### What this task involves:
Every line with the word "TreeError" in it should be extracted from the data that follows.

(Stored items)
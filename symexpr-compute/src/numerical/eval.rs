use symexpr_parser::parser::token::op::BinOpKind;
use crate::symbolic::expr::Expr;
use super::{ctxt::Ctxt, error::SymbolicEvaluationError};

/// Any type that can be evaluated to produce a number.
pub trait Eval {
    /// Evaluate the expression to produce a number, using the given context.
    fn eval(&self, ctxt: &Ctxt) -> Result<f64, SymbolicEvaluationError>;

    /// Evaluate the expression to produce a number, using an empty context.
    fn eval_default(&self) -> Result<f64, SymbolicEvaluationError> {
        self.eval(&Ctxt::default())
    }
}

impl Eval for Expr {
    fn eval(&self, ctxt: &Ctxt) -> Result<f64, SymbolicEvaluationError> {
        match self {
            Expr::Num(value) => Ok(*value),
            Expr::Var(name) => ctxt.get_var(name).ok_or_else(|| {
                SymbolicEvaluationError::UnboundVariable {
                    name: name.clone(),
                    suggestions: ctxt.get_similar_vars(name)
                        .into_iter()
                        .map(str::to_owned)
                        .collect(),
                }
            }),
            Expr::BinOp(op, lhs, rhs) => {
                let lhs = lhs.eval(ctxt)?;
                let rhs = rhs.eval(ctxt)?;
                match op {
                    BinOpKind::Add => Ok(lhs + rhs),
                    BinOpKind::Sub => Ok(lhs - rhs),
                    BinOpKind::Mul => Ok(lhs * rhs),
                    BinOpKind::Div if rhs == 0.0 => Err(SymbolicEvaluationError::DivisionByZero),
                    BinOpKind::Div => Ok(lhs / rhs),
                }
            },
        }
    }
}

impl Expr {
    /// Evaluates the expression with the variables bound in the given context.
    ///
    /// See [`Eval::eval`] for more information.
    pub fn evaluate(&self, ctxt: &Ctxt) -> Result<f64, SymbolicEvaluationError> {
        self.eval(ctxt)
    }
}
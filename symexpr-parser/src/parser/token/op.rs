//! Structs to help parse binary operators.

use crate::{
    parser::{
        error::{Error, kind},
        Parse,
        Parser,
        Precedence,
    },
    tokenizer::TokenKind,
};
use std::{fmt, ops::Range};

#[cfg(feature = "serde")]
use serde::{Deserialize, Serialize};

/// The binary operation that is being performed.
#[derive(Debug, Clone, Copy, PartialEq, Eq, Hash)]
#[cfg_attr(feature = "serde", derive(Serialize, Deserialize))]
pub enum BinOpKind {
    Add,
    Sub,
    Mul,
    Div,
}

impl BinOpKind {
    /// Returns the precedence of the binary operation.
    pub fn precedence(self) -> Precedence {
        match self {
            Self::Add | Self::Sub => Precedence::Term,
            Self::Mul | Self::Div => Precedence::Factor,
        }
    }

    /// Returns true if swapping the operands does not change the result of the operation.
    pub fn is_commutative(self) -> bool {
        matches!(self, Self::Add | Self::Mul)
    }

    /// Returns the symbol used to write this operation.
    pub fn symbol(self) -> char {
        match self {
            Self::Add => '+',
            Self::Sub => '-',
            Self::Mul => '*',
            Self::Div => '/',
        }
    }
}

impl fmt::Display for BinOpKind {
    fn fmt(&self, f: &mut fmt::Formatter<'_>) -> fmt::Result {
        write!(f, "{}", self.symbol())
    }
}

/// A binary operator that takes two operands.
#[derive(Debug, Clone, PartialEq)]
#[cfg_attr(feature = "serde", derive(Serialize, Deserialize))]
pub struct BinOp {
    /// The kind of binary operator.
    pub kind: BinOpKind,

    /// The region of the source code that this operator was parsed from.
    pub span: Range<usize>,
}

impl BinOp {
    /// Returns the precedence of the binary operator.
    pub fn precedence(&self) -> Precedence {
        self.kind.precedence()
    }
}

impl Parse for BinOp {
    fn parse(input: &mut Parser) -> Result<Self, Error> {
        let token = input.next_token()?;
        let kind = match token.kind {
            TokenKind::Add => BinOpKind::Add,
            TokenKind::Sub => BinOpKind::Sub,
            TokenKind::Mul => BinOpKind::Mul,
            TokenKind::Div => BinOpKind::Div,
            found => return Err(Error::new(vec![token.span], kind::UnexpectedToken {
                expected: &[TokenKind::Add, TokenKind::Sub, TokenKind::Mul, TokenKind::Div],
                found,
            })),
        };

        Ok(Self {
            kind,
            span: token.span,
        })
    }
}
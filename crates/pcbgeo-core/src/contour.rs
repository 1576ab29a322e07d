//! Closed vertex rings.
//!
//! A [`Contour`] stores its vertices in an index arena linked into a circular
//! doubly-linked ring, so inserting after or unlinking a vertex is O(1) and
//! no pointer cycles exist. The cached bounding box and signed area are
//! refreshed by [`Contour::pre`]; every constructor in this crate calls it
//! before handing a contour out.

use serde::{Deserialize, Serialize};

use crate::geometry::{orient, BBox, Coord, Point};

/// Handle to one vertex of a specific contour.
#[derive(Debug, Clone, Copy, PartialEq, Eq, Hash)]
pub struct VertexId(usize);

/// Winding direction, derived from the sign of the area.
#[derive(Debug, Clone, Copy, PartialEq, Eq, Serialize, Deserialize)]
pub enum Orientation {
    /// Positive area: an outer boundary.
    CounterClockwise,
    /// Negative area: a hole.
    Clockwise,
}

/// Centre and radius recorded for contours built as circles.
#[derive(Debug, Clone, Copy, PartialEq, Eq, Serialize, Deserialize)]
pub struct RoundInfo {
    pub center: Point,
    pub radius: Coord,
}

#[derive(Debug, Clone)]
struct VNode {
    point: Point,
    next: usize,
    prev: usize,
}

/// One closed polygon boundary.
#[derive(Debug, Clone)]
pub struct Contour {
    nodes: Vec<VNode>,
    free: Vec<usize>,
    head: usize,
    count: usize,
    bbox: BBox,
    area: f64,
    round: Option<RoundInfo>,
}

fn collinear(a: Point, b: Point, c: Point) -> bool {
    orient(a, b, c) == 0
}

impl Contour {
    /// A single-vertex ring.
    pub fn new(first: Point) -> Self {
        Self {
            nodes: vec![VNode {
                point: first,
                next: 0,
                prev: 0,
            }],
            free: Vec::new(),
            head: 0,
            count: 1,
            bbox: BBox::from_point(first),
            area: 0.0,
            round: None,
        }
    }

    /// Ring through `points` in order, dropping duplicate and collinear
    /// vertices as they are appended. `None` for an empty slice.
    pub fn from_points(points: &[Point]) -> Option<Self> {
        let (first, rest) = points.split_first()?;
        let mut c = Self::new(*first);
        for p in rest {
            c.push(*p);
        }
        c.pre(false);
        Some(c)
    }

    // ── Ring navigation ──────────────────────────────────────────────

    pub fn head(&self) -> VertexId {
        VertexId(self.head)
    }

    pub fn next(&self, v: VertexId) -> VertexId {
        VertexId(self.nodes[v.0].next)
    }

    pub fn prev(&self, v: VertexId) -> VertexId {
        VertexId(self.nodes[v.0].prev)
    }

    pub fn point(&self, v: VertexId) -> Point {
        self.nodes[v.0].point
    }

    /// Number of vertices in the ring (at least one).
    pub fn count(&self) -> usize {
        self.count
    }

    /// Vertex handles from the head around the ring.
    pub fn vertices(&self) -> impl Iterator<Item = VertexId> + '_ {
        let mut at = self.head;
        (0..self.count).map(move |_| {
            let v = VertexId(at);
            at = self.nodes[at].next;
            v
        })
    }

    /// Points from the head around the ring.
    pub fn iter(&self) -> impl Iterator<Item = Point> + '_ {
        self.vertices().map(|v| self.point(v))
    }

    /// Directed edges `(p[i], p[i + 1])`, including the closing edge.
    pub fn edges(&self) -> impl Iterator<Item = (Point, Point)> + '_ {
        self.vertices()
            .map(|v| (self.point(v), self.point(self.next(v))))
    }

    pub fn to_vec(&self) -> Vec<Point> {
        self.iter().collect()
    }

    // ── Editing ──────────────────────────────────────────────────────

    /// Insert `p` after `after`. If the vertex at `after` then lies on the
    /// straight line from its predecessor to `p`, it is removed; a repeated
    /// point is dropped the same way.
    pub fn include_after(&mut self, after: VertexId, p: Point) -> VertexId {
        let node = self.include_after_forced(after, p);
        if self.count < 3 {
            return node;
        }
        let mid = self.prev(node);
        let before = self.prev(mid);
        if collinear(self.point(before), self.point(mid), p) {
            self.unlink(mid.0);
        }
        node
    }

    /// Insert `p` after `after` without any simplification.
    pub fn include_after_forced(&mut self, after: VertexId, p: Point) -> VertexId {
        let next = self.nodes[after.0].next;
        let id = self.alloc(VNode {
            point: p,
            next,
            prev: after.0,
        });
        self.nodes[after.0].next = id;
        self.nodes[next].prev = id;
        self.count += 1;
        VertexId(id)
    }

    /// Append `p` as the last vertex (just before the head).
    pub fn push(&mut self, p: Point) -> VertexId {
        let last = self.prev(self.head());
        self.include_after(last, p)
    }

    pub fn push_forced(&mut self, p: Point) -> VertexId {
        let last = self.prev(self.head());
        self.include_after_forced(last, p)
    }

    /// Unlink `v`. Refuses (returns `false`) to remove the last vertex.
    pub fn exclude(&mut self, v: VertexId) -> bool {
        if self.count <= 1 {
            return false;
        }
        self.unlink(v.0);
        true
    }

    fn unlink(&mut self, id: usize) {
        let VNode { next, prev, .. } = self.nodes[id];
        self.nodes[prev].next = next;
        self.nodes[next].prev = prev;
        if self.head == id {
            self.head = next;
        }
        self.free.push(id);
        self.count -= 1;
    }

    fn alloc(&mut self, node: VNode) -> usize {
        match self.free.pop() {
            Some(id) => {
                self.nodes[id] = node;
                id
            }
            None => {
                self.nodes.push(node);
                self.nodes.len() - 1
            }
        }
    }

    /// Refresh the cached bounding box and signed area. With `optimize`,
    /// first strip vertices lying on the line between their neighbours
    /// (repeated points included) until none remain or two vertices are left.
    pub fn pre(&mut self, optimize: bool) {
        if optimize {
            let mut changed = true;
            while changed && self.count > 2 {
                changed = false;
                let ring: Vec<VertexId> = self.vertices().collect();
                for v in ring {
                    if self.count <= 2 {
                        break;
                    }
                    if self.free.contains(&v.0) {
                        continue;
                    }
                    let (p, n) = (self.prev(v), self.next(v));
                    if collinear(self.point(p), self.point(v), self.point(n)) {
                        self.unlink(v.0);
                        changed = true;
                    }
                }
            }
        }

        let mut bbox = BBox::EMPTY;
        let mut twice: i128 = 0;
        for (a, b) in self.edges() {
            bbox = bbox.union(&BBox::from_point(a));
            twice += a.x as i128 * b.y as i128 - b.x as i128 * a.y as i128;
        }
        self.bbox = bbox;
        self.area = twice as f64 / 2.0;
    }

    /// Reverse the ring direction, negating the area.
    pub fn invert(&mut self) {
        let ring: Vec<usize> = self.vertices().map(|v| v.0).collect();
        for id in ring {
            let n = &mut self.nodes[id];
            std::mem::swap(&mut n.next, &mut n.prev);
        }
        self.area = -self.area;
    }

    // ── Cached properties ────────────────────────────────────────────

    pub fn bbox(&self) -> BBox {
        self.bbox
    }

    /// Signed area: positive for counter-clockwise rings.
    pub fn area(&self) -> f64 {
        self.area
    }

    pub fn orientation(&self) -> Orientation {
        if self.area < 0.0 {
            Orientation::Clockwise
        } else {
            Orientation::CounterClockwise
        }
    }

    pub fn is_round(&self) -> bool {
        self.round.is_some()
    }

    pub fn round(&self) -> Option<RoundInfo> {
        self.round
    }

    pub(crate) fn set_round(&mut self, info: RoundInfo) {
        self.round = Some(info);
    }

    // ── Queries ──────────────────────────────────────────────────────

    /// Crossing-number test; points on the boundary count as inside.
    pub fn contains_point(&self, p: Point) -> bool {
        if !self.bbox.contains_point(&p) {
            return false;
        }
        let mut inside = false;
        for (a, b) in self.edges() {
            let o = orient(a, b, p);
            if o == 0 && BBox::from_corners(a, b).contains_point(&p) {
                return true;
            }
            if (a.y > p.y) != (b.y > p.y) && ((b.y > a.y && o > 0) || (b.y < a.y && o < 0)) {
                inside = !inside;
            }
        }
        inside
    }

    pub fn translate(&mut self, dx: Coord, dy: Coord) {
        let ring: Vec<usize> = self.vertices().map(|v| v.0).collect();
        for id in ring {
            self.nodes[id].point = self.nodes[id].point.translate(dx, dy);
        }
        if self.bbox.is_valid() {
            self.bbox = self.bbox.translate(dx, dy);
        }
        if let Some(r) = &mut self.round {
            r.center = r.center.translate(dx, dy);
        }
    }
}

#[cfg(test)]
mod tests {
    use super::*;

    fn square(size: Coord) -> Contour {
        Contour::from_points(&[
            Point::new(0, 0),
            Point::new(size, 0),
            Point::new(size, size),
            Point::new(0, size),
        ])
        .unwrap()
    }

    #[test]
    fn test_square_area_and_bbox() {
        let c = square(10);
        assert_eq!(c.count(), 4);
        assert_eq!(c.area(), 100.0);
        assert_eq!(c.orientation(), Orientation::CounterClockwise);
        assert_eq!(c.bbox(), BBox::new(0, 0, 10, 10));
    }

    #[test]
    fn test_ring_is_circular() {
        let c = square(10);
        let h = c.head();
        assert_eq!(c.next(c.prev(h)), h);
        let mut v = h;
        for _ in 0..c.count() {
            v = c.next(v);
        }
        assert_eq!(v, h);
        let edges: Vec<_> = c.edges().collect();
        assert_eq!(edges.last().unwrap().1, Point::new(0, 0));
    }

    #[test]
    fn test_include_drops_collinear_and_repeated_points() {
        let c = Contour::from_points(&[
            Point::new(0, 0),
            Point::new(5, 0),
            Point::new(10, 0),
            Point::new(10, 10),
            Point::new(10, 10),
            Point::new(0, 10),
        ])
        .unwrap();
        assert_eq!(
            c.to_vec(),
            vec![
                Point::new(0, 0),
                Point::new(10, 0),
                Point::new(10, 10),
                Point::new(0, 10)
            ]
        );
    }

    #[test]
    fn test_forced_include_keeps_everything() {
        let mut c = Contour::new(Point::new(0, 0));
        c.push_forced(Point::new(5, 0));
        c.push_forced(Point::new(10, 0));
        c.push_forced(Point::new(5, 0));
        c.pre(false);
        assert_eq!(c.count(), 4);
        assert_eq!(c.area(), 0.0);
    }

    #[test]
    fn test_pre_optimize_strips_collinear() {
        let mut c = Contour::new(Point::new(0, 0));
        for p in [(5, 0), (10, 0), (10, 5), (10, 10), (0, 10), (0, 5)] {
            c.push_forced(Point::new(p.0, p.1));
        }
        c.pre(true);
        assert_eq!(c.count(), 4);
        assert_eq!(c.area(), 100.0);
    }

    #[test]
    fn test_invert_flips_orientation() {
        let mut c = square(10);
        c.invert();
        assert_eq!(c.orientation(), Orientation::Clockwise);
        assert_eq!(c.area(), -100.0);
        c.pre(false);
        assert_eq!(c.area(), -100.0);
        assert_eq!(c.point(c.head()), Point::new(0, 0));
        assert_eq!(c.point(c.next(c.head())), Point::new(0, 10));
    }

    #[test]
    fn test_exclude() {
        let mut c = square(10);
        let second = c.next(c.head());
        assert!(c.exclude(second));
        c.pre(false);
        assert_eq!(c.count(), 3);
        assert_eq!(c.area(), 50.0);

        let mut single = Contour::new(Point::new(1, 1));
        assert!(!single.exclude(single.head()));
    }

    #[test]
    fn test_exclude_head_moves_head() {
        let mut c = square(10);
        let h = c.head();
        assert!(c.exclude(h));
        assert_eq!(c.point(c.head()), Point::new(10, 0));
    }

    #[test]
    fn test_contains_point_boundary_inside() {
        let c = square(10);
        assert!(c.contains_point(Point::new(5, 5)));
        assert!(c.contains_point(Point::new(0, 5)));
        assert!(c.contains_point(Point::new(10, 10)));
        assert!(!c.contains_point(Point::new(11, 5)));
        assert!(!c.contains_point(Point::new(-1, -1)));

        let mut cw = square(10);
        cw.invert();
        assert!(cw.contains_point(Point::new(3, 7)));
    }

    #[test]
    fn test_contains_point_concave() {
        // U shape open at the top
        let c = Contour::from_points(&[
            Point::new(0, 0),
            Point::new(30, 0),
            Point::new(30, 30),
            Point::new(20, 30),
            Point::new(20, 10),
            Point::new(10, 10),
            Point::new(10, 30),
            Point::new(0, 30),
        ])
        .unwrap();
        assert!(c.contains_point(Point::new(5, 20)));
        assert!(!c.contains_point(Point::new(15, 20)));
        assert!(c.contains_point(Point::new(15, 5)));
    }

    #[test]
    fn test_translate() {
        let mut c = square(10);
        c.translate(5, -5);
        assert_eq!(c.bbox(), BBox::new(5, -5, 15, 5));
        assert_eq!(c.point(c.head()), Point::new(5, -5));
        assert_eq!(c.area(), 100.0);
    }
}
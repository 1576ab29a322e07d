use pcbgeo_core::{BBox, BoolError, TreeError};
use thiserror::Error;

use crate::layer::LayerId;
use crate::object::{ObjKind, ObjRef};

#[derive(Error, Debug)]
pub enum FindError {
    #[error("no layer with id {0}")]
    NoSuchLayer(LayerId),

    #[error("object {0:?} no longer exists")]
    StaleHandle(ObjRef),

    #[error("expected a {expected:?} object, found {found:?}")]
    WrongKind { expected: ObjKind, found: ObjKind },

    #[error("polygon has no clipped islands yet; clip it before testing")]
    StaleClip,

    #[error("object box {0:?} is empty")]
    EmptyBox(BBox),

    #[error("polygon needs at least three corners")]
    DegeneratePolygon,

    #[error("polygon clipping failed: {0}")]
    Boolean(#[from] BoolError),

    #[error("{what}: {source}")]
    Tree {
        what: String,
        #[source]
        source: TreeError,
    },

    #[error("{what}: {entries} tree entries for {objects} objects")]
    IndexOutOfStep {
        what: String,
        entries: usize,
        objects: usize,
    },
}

### Completed task:
use pcbgeo_core::{BBox, BoolError, TreeError};
        source: TreeError,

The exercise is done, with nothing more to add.